◆ **Exercise details**
Scanning the entries below, copy every line that contains the word "PropEngine".

━━━ Given data ━━━

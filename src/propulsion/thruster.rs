use nalgebra::Vector3;
use serde::Serialize;

use crate::dynamics::{ForceContext, ForceContributor, ForceSum, State};
use crate::error::SolveError;
use crate::physics::Atmo;
use super::engine::{Engine, EngineControls};
use super::prop_engine::PropEngine;

// ---------------------------------------------------------------------------
// Fixed-thrust jet
// ---------------------------------------------------------------------------

/// Thrust-specific fuel consumption of a generic turbojet, kg/(N·s).
const DEFAULT_TSFC: f64 = 2.0e-5;

/// Thrust proportional to throttle, no spool or altitude effects.
#[derive(Debug, Clone)]
pub struct SimpleJet {
    max_thrust: f64, // N
    tsfc: f64,       // kg/(N·s)
    controls: EngineControls,
    thrust: f64,
    fuel_flow: f64,
}

impl SimpleJet {
    pub fn new(max_thrust: f64) -> Self {
        Self {
            max_thrust,
            tsfc: DEFAULT_TSFC,
            controls: EngineControls::default(),
            thrust: 0.0,
            fuel_flow: 0.0,
        }
    }

    pub fn with_tsfc(mut self, tsfc: f64) -> Self {
        self.tsfc = tsfc;
        self
    }

    pub fn max_thrust(&self) -> f64 {
        self.max_thrust
    }

    fn integrate(&mut self) {
        self.thrust = if self.controls.fuel {
            self.controls.throttle.clamp(0.0, 1.0) * self.max_thrust
        } else {
            0.0
        };
        self.fuel_flow = self.tsfc * self.thrust;
    }
}

// ---------------------------------------------------------------------------
// Thrusters
// ---------------------------------------------------------------------------

#[derive(Debug, Clone)]
pub enum Thruster {
    Prop(PropEngine),
    Jet(SimpleJet),
}

impl From<PropEngine> for Thruster {
    fn from(p: PropEngine) -> Self {
        Thruster::Prop(p)
    }
}

impl From<SimpleJet> for Thruster {
    fn from(j: SimpleJet) -> Self {
        Thruster::Jet(j)
    }
}

/// Snapshot of one thruster's gauges, SI units.
#[derive(Debug, Clone, Default, PartialEq, Serialize)]
pub struct EngineReadout {
    pub thrust: f64,
    pub torque: f64,
    pub fuel_flow: f64,
    pub running: bool,
    pub cranking: bool,
    pub omega: f64,
    pub mp: Option<f64>,
    pub egt: Option<f64>,
    pub oil_temp: Option<f64>,
    pub n1: Option<f64>,
    pub n2: Option<f64>,
}

/// A thruster fixed to the airframe at `pos`, pushing along `dir`.
///
/// Outputs are refreshed by `integrate` once per outer step and held
/// for every force evaluation in that step.
#[derive(Debug, Clone)]
pub struct MountedThruster {
    pos: Vector3<f64>,  // m body
    dir: Vector3<f64>,  // unit, body
    wind: Vector3<f64>, // air velocity at the mount, body
    air: Atmo,
    thruster: Thruster,
}

impl MountedThruster {
    pub fn new(thruster: impl Into<Thruster>, pos: Vector3<f64>, dir: Vector3<f64>) -> Self {
        let n = dir.norm();
        let dir = if n > 0.0 { dir / n } else { Vector3::x() };
        Self {
            pos,
            dir,
            wind: Vector3::zeros(),
            air: Atmo::standard(0.0),
            thruster: thruster.into(),
        }
    }

    pub fn position(&self) -> Vector3<f64> { self.pos }
    pub fn direction(&self) -> Vector3<f64> { self.dir }
    pub fn thruster(&self) -> &Thruster { &self.thruster }
    pub fn thruster_mut(&mut self) -> &mut Thruster { &mut self.thruster }

    pub fn set_wind(&mut self, wind: Vector3<f64>) { self.wind = wind; }
    pub fn set_air(&mut self, air: Atmo) { self.air = air; }

    pub fn controls_mut(&mut self) -> &mut EngineControls {
        match &mut self.thruster {
            Thruster::Prop(p) => p.controls_mut(),
            Thruster::Jet(j) => &mut j.controls,
        }
    }

    /// Airspeed along the thrust axis.
    fn axial_speed(&self) -> f64 {
        -self.wind.dot(&self.dir)
    }

    pub fn integrate(&mut self, dt: f64) {
        let speed = self.axial_speed();
        match &mut self.thruster {
            Thruster::Prop(p) => p.integrate(dt, &self.air, speed),
            Thruster::Jet(j) => j.integrate(),
        }
    }

    pub fn stabilize(&mut self) -> Result<(), SolveError> {
        let speed = self.axial_speed();
        match &mut self.thruster {
            Thruster::Prop(p) => p.stabilize(&self.air, speed),
            Thruster::Jet(j) => {
                j.integrate();
                Ok(())
            }
        }
    }

    pub fn init(&mut self) {
        if let Thruster::Prop(p) = &mut self.thruster {
            p.init();
        }
    }

    pub fn thrust(&self) -> Vector3<f64> {
        let t = match &self.thruster {
            Thruster::Prop(p) => p.thrust(),
            Thruster::Jet(j) => j.thrust,
        };
        self.dir * t
    }

    pub fn torque(&self) -> Vector3<f64> {
        match &self.thruster {
            Thruster::Prop(p) => self.dir * p.axial_torque(),
            Thruster::Jet(_) => Vector3::zeros(),
        }
    }

    pub fn gyro(&self) -> Vector3<f64> {
        match &self.thruster {
            Thruster::Prop(p) => self.dir * p.angular_momentum(),
            Thruster::Jet(_) => Vector3::zeros(),
        }
    }

    pub fn fuel_flow(&self) -> f64 {
        match &self.thruster {
            Thruster::Prop(p) => p.fuel_flow(),
            Thruster::Jet(j) => j.fuel_flow,
        }
    }

    pub fn is_running(&self) -> bool {
        match &self.thruster {
            Thruster::Prop(p) => p.is_running(),
            Thruster::Jet(j) => j.controls.fuel,
        }
    }

    pub fn is_cranking(&self) -> bool {
        match &self.thruster {
            Thruster::Prop(p) => p.is_cranking(),
            Thruster::Jet(_) => false,
        }
    }

    pub fn omega(&self) -> f64 {
        match &self.thruster {
            Thruster::Prop(p) => p.omega(),
            Thruster::Jet(_) => 0.0,
        }
    }

    pub fn readout(&self) -> EngineReadout {
        let mut r = EngineReadout {
            thrust: self.thrust().dot(&self.dir),
            torque: self.torque().dot(&self.dir),
            fuel_flow: self.fuel_flow(),
            running: self.is_running(),
            cranking: self.is_cranking(),
            omega: self.omega(),
            ..EngineReadout::default()
        };
        if let Thruster::Prop(p) = &self.thruster {
            match p.engine() {
                Engine::Piston(e) => {
                    r.mp = Some(e.mp());
                    r.egt = Some(e.egt());
                    r.oil_temp = Some(e.oil_temp());
                }
                Engine::Turbine(e) => {
                    r.n1 = Some(e.n1());
                    r.n2 = Some(e.n2());
                }
            }
        }
        r
    }
}

impl ForceContributor for MountedThruster {
    fn add_forces(&self, _ctx: &ForceContext<'_>, _state: &State, sum: &mut ForceSum) {
        sum.add_force_at(&self.pos, &self.thrust());
        sum.add_torque(&self.torque());
        sum.add_gyro(&self.gyro());
    }
}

━━━

◆ **Response**
use super::prop_engine::PropEngine;
    Prop(PropEngine),
impl From<PropEngine> for Thruster {
    fn from(p: PropEngine) -> Self {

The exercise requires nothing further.